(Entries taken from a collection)

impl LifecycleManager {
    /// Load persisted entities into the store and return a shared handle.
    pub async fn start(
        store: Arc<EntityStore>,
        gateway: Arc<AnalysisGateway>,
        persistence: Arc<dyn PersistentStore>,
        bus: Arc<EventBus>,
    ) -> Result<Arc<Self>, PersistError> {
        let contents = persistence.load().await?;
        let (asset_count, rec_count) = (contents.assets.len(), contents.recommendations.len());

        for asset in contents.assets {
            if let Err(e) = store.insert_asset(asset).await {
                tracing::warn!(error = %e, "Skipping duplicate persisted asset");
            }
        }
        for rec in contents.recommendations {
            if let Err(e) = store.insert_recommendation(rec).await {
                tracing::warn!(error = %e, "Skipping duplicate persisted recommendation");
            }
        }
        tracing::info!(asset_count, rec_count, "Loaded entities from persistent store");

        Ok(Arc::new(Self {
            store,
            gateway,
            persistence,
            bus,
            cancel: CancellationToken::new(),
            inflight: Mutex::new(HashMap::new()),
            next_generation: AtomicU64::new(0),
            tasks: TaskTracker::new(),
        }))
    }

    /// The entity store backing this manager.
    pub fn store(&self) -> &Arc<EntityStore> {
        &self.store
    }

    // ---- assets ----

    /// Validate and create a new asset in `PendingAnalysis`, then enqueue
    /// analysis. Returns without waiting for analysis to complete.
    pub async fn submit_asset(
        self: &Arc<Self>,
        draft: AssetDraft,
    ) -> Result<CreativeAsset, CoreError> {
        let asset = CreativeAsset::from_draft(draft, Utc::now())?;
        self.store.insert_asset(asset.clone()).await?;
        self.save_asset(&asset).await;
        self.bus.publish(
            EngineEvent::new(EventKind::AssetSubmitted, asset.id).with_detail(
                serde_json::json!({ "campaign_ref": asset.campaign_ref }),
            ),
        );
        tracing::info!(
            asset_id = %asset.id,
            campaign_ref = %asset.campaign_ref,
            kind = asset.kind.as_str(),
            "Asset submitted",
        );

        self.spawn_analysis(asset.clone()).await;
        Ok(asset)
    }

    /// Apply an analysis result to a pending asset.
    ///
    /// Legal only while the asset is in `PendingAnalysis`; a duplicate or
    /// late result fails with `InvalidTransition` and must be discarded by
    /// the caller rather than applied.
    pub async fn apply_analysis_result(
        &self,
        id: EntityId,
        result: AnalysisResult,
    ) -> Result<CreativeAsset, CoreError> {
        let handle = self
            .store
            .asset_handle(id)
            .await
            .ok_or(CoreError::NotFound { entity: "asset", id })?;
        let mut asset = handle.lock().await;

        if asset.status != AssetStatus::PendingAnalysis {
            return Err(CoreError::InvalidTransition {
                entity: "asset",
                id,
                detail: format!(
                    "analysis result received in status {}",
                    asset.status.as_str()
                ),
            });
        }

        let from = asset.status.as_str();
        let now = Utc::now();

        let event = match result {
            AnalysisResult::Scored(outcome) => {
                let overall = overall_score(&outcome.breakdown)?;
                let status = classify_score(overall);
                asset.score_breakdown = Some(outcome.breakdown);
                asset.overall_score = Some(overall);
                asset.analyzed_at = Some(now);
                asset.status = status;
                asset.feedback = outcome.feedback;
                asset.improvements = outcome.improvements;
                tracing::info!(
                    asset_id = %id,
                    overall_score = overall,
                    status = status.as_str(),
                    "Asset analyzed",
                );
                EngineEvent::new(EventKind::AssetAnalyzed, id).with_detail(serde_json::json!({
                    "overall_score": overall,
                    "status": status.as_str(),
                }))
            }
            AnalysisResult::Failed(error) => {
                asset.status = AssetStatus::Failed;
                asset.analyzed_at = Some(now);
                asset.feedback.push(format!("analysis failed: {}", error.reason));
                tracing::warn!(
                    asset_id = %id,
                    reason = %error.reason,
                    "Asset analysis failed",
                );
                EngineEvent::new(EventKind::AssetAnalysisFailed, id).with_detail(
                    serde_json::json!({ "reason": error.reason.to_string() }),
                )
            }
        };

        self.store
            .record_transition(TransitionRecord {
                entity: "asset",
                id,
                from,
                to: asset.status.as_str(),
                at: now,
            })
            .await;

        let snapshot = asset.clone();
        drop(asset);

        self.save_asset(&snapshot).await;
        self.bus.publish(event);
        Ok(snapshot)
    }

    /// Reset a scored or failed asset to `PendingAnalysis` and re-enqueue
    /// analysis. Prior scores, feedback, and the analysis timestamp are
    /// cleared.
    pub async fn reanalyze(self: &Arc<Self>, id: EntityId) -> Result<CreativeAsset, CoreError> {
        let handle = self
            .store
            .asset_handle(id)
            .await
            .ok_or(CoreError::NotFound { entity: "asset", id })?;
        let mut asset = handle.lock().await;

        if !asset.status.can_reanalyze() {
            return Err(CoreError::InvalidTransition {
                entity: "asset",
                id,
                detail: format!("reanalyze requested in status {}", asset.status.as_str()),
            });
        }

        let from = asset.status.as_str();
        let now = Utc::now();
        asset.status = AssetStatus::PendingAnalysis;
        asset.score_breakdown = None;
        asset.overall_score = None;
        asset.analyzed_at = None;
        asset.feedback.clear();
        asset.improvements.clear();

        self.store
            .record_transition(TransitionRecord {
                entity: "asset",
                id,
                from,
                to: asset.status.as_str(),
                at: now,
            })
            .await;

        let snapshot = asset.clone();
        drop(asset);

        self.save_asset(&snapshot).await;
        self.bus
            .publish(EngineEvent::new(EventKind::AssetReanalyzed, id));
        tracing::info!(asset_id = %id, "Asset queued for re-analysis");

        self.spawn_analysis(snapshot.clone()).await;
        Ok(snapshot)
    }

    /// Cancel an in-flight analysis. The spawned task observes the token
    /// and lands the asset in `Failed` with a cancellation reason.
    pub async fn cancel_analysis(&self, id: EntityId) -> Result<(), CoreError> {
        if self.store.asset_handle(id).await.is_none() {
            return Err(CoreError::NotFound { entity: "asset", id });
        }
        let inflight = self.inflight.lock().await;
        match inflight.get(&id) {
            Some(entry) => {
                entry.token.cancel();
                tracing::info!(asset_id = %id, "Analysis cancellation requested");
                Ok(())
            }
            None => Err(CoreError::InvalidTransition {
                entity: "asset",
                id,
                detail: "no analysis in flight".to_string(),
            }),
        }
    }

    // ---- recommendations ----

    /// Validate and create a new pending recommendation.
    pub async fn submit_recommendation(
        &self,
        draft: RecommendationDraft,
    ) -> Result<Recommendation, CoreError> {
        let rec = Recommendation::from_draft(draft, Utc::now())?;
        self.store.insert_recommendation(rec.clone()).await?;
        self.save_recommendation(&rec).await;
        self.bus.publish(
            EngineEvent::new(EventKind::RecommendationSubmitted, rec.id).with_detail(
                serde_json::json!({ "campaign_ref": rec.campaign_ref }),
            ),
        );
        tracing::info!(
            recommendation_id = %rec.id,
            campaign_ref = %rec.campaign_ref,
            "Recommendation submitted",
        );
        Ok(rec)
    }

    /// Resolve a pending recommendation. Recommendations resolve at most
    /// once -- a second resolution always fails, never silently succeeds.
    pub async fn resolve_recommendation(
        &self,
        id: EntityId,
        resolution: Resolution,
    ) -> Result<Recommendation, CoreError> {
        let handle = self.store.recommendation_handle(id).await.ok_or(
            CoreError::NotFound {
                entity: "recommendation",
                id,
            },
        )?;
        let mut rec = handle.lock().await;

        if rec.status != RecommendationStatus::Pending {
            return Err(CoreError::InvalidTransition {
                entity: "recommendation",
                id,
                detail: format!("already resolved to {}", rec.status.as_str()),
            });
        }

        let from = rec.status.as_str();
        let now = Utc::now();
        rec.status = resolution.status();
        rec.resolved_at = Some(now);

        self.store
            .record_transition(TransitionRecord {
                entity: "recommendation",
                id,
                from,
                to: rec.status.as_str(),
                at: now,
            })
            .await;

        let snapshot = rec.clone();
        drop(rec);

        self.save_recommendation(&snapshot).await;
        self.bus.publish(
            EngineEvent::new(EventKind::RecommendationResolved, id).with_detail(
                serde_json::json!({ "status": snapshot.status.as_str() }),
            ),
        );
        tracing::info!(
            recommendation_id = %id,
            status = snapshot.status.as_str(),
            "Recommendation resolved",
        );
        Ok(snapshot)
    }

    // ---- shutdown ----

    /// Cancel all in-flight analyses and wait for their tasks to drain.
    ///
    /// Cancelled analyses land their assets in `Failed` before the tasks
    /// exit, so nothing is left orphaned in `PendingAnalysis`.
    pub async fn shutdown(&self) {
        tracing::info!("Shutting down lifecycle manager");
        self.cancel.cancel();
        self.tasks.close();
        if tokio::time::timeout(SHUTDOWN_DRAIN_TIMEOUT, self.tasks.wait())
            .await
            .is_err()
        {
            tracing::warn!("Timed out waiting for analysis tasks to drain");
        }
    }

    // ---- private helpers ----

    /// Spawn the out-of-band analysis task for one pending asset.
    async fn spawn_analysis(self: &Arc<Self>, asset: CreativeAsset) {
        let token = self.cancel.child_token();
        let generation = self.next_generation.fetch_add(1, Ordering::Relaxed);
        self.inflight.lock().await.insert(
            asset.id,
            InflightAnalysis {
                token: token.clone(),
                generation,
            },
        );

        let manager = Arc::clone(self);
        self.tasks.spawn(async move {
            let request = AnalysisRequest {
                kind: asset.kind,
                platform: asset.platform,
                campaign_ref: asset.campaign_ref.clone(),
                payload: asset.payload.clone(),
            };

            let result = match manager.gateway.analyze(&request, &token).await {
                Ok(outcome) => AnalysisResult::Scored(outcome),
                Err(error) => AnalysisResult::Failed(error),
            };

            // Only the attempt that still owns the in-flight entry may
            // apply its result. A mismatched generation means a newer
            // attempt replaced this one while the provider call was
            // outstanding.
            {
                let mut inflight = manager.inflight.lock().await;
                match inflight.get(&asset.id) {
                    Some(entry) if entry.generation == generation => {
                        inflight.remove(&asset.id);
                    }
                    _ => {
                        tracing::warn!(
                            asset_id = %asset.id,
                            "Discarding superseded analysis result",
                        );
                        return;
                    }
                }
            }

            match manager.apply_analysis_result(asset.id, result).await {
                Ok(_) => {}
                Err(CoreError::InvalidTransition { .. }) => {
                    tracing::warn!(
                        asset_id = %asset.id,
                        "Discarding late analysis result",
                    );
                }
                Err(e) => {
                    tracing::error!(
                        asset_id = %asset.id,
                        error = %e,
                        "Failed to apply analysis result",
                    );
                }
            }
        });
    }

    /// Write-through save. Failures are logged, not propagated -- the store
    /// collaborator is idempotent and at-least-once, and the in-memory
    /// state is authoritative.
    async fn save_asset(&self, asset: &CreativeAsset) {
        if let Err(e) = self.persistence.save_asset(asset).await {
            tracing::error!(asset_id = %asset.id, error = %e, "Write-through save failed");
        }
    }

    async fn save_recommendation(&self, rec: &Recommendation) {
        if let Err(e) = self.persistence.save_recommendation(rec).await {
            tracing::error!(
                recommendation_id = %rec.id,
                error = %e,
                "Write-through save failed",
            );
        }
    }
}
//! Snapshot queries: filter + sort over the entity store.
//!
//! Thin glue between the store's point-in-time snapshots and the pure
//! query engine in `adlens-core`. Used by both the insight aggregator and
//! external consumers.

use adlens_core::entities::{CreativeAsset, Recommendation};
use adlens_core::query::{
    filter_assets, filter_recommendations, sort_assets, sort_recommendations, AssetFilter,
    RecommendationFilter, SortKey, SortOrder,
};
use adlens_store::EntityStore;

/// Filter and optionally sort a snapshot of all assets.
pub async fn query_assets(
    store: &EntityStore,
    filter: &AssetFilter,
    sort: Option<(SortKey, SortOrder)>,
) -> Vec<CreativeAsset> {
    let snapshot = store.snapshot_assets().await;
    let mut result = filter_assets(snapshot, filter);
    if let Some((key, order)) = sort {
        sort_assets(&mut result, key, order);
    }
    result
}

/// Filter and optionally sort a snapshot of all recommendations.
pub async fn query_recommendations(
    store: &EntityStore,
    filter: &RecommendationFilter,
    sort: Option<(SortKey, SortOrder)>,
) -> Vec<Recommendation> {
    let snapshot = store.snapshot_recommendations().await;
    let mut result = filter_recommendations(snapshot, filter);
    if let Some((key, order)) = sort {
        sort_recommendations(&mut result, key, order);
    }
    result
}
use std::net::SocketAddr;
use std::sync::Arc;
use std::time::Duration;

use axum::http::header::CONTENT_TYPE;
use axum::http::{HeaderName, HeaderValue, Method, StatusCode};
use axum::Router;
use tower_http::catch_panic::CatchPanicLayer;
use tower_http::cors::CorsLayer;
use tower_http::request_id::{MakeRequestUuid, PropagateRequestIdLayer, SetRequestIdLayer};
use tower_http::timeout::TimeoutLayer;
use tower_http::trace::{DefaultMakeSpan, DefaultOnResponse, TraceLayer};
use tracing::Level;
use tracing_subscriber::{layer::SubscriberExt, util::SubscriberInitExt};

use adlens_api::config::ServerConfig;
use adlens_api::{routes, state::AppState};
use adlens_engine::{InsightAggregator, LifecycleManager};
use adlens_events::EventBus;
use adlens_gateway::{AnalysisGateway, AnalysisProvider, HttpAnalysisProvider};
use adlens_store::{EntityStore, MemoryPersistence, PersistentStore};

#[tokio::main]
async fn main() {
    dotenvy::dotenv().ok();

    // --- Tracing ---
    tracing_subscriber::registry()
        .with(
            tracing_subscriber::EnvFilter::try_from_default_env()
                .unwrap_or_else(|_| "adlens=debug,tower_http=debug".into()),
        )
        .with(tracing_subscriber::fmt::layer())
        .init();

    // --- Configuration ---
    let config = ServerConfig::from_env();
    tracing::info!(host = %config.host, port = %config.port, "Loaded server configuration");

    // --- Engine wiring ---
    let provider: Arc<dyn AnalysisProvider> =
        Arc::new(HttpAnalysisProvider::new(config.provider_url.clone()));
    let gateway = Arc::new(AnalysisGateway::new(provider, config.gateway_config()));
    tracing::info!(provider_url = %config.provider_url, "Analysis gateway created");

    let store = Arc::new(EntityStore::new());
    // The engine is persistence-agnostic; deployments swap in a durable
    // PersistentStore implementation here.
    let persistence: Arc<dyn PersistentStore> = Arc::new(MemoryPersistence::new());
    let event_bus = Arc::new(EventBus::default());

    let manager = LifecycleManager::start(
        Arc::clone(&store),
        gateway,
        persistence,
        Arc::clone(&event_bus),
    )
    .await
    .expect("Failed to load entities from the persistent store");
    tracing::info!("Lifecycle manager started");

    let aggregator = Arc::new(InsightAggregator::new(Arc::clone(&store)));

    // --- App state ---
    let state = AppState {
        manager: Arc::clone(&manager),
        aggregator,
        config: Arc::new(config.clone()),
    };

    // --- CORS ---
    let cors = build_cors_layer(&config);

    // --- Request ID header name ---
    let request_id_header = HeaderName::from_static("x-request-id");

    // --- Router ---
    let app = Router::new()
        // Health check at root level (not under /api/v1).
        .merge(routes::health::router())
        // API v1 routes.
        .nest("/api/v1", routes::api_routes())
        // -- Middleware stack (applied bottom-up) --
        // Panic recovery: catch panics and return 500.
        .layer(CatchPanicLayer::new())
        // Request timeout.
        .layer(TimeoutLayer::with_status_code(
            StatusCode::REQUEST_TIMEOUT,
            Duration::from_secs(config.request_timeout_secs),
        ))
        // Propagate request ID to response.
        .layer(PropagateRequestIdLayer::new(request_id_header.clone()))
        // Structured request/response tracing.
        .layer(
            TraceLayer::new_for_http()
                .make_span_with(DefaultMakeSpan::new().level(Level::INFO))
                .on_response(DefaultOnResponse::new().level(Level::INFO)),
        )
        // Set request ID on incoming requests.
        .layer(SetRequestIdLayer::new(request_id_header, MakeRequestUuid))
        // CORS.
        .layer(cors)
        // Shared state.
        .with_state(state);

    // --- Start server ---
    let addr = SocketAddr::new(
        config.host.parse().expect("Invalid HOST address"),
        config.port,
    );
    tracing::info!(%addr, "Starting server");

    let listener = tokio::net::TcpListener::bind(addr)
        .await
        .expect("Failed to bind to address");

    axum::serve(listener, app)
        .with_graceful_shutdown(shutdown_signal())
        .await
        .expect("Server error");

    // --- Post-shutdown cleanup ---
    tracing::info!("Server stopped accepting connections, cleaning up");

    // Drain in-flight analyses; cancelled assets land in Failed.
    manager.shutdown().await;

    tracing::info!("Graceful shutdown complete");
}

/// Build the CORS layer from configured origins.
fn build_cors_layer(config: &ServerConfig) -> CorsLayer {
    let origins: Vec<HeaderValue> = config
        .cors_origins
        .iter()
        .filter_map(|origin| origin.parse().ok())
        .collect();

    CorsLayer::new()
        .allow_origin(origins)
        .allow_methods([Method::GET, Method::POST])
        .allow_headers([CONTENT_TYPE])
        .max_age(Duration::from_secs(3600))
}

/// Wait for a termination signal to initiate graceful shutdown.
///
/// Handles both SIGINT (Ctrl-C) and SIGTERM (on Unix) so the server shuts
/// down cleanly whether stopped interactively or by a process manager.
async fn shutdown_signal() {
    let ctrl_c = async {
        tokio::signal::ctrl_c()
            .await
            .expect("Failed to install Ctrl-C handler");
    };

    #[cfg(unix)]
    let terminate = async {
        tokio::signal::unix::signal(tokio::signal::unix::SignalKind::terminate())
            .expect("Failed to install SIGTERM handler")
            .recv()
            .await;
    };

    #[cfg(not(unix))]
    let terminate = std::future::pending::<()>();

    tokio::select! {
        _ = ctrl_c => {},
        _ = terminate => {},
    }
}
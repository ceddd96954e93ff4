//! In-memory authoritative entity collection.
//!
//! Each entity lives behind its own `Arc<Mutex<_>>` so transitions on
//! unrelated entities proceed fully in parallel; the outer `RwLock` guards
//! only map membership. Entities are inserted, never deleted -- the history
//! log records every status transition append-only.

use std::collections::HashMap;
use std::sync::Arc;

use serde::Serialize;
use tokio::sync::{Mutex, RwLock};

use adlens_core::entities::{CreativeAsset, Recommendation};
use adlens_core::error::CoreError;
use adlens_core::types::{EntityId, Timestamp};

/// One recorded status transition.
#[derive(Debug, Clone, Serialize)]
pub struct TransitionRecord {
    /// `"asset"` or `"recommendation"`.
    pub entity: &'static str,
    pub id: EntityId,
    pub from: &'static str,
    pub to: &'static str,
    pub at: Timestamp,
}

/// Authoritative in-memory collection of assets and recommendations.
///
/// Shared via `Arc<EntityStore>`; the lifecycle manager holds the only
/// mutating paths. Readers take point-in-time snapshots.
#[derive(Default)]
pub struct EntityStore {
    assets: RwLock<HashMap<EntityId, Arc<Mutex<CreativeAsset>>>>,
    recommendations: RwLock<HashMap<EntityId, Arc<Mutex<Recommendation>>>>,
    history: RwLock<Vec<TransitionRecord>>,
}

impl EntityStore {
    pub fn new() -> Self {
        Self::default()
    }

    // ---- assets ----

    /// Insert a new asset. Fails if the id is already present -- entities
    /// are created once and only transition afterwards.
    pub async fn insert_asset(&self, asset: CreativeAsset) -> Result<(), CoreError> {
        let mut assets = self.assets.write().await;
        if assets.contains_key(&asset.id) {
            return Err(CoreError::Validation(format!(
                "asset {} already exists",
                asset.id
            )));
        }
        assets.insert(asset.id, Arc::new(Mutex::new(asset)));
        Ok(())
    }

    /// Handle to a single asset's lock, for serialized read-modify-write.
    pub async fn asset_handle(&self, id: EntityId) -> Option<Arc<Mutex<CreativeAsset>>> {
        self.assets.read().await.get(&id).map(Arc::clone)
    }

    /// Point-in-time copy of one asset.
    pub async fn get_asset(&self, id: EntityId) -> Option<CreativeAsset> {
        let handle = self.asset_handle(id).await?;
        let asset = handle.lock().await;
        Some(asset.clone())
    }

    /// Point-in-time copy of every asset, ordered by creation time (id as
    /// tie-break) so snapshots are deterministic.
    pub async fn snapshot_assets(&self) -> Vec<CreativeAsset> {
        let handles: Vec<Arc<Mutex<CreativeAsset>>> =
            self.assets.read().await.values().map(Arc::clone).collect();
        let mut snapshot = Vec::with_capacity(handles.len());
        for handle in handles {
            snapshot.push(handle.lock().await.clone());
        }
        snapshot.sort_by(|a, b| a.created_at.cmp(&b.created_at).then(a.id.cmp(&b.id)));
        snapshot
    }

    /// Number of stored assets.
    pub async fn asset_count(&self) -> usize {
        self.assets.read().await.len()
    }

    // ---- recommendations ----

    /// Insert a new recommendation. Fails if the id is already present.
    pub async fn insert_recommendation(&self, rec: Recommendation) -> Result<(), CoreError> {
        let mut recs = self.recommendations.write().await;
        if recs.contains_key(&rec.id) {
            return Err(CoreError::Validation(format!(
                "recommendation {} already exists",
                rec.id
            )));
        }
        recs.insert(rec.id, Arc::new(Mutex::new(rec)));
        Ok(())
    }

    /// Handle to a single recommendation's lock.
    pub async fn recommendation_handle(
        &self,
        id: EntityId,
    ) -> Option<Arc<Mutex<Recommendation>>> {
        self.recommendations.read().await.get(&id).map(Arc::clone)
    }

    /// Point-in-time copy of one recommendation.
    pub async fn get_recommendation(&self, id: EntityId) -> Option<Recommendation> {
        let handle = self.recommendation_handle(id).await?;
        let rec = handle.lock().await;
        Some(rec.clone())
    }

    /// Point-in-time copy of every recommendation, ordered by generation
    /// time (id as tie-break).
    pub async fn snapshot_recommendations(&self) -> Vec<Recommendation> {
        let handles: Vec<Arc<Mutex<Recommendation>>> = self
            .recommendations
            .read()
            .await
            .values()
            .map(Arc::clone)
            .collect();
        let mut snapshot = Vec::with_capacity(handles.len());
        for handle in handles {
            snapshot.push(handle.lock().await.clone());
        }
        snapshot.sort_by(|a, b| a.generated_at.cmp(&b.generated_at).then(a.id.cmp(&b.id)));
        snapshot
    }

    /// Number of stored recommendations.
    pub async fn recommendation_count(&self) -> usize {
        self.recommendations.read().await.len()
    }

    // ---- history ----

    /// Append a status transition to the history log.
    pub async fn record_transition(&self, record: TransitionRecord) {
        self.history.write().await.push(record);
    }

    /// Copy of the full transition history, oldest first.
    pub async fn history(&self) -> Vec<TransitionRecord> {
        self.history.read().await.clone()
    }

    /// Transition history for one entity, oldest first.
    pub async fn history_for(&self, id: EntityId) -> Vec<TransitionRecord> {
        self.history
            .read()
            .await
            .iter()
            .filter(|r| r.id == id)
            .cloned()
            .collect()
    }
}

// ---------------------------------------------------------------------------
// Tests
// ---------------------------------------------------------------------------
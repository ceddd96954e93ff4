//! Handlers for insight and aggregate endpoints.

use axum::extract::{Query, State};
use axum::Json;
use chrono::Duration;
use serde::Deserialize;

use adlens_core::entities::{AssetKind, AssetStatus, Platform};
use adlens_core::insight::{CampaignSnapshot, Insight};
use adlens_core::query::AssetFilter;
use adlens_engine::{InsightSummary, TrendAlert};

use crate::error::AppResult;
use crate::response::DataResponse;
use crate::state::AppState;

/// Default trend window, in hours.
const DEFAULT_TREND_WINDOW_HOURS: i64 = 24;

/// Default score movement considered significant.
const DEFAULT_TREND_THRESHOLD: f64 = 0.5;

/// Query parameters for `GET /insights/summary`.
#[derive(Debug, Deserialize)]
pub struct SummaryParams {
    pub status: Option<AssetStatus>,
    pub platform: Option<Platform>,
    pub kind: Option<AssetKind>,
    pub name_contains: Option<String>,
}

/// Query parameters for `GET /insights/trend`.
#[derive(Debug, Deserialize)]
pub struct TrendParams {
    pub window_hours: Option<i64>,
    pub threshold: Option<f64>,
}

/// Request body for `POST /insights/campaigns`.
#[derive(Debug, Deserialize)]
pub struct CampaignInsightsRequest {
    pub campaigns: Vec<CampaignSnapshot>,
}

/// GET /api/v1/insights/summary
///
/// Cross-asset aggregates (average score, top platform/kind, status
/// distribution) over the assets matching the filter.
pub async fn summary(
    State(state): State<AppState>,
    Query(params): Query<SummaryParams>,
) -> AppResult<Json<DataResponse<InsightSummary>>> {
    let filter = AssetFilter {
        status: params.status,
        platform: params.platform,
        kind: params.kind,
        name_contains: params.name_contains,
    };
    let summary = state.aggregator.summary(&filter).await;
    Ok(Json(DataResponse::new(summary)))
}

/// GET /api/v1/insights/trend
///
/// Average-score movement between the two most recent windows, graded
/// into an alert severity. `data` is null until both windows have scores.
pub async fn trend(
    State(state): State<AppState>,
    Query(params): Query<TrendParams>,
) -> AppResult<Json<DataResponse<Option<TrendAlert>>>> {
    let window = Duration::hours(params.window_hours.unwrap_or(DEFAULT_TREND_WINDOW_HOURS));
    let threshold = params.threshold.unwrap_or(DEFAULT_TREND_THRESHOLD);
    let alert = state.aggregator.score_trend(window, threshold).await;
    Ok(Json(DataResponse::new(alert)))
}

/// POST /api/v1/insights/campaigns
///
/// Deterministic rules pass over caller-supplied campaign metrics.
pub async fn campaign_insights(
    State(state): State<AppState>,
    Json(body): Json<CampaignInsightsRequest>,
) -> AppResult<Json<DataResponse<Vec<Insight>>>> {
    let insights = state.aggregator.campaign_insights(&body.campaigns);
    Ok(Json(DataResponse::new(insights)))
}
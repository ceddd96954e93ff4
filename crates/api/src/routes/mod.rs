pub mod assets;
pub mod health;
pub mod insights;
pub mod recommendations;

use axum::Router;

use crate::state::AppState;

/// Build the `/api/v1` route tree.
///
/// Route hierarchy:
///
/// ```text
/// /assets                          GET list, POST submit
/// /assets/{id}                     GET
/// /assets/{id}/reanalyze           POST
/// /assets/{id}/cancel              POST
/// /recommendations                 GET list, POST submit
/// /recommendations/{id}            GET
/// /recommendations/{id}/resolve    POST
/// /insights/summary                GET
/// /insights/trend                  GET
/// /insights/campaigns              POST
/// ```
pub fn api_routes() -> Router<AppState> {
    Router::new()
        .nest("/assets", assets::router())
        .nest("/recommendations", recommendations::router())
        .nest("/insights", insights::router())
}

■ Work task: Please repeat word for word the lines above that run from the beginning through the line containing "let asset = CreativeAsset::from_draft(draft, Utc::now())?;", keeping both the first and that last line.

■ Exercise response:
impl LifecycleManager {
    /// Load persisted entities into the store and return a shared handle.
    pub async fn start(
        store: Arc<EntityStore>,
        gateway: Arc<AnalysisGateway>,
        persistence: Arc<dyn PersistentStore>,
        bus: Arc<EventBus>,
    ) -> Result<Arc<Self>, PersistError> {
        let contents = persistence.load().await?;
        let (asset_count, rec_count) = (contents.assets.len(), contents.recommendations.len());

        for asset in contents.assets {
            if let Err(e) = store.insert_asset(asset).await {
                tracing::warn!(error = %e, "Skipping duplicate persisted asset");
            }
        }
        for rec in contents.recommendations {
            if let Err(e) = store.insert_recommendation(rec).await {
                tracing::warn!(error = %e, "Skipping duplicate persisted recommendation");
            }
        }
        tracing::info!(asset_count, rec_count, "Loaded entities from persistent store");

        Ok(Arc::new(Self {
            store,
            gateway,
            persistence,
            bus,
            cancel: CancellationToken::new(),
            inflight: Mutex::new(HashMap::new()),
            next_generation: AtomicU64::new(0),
            tasks: TaskTracker::new(),
        }))
    }

    /// The entity store backing this manager.
    pub fn store(&self) -> &Arc<EntityStore> {
        &self.store
    }

    // ---- assets ----

    /// Validate and create a new asset in `PendingAnalysis`, then enqueue
    /// analysis. Returns without waiting for analysis to complete.
    pub async fn submit_asset(
        self: &Arc<Self>,
        draft: AssetDraft,
    ) -> Result<CreativeAsset, CoreError> {
        let asset = CreativeAsset::from_draft(draft, Utc::now())?;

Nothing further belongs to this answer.